With the increasing interest in developing therapeutic strategies for several cancer types involving combining ablation and immunotherapy, it is essential that clinical trials are designed rationally, based both on existing biological knowledge but also through including translational elements to further strengthen the knowledge base. Through evaluating circulating plasma profiles in patients after image-guided ablation (IGA) of small renal masses (RCC) using a multiplex proteomic platform, our pilot exploratory study has demonstrated systemic changes in proteins involved in several biological processes. These were principally in regulating inflammation, danger-associated molecular patterns (DAMPs), cell proliferation, hypoxic response, apoptosis and migration, and likely reflect both effects on the tumour and release of tumour-derived proteins as well as systemic responses.

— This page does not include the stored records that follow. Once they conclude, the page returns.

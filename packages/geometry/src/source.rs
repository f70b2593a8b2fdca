//! Parses protected area features out of `GeoJSON` input.
//!
//! Records are parsed leniently: identifier, status, and geometry are all
//! optional here. Whether a record is usable is decided by
//! [`prepare_zones`](crate::prepare_zones) after lifecycle filtering, so a
//! proposed record with an odd geometry never fails the run on its own.

use geojson::{Feature, GeoJson, feature::Id};

use crate::GeometryError;

/// Property names used to read source features.
#[derive(Debug, Clone, PartialEq, Eq)]
pub struct SourceSchema {
    /// Property holding the integer identifier.
    pub id_property: String,
    /// Property holding the lifecycle status.
    pub status_property: String,
}

/// One protected area record from the input.
#[derive(Debug, Clone, PartialEq)]
pub struct SourceRecord {
    pub id: Option<i64>,
    /// Lifecycle status as written (e.g. "Designated", "Proposed").
    pub status: Option<String>,
    pub geometry: Option<geo::Geometry<f64>>,
}

impl SourceRecord {
    #[must_use]
    pub fn new(id: i64, status: Option<&str>, geometry: impl Into<geo::Geometry<f64>>) -> Self {
        Self {
            id: Some(id),
            status: status.map(ToString::to_string),
            geometry: Some(geometry.into()),
        }
    }

    /// Whether this record's status is in the (lowercase) excluded set.
    #[must_use]
    pub fn is_excluded(&self, excluded_statuses: &[String]) -> bool {
        self.status.as_deref().is_some_and(|status| {
            let status = status.trim().to_lowercase();
            excluded_statuses.iter().any(|s| *s == status)
        })
    }
}

/// Parses a `GeoJSON` `FeatureCollection` or single `Feature` into source
/// records.
///
/// # Errors
///
/// Returns [`GeometryError::InvalidInput`] if the text is not `GeoJSON`, is a
/// bare geometry without properties, or contains a geometry that cannot
/// be converted.
pub fn parse_source_records(
    text: &str,
    schema: &SourceSchema,
) -> Result<Vec<SourceRecord>, GeometryError> {
    let geojson: GeoJson = text
        .parse()
        .map_err(|e| GeometryError::invalid_input(format!("Unreadable GeoJSON: {e}")))?;

    let features = match geojson {
        GeoJson::FeatureCollection(collection) => collection.features,
        GeoJson::Feature(feature) => vec![feature],
        GeoJson::Geometry(_) => {
            return Err(GeometryError::invalid_input(
                "Expected a Feature or FeatureCollection, got a bare geometry",
            ));
        }
    };

    log::debug!("Parsed {} source feature(s)", features.len());

    features
        .into_iter()
        .map(|feature| parse_feature(feature, schema))
        .collect()
}

fn parse_feature(feature: Feature, schema: &SourceSchema) -> Result<SourceRecord, GeometryError> {
    let id = feature
        .property(&schema.id_property)
        .and_then(json_to_id)
        .or_else(|| feature.id.as_ref().and_then(feature_id_to_i64));

    let status = feature
        .property(&schema.status_property)
        .and_then(serde_json::Value::as_str)
        .map(str::trim)
        .filter(|s| !s.is_empty())
        .map(ToString::to_string);

    let geometry = feature
        .geometry
        .map(geo::Geometry::<f64>::try_from)
        .transpose()
        .map_err(|e| {
            GeometryError::invalid_input(format!(
                "Feature {} has an unconvertible geometry: {e}",
                id.map_or_else(|| "without id".to_string(), |id| id.to_string())
            ))
        })?;

    Ok(SourceRecord {
        id,
        status,
        geometry,
    })
}

/// Reads an identifier from a number or numeric string.
fn json_to_id(value: &serde_json::Value) -> Option<i64> {
    match value {
        serde_json::Value::Number(n) => number_to_i64(n),
        serde_json::Value::String(s) => s.trim().parse().ok(),
        _ => None,
    }
}

fn feature_id_to_i64(id: &Id) -> Option<i64> {
    match id {
        Id::Number(n) => number_to_i64(n),
        Id::String(s) => s.trim().parse().ok(),
    }
}

/// WDPA identifiers are sometimes exported as floats (`115772.0`).
#[allow(clippy::cast_possible_truncation)]
fn number_to_i64(n: &serde_json::Number) -> Option<i64> {
    n.as_i64().or_else(|| {
        n.as_f64()
            .filter(|f| f.is_finite() && f.fract() == 0.0 && f.abs() < 9.0e15)
            .map(|f| f as i64)
    })
}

Significantly, several factors were identified as being particularly important in determining the protein response seen. Ablation modality was critical with the most pronounced changes being seen following CRYO, although this needs exploring further, with larger numbers of patients receiving MWA in particular. Within CRYO, the number of cryoprobes used correlated significantly with several of the protein changes. Although intra-individual variation was low for most proteins over time, some proteins were much more variable, which is important in determining which changes were significant following ablation. However, there was also marked heterogeneity between patients as to the nature and extent of response seen in circulating proteins and it will be important to understand this further in terms of potential relevance to response to treatment and the importance of other factors such as co-morbidities and post-ablation complications. These results provide additional biological insights into the effects of ablation, highlight the potential of the specific multiplex proteomic platform in deriving such information and some of the factors influencing the ablation-related effects, and illustrate some of the critical factors to explore further in designing future clinical trials and in developing predictive or monitoring biomarkers.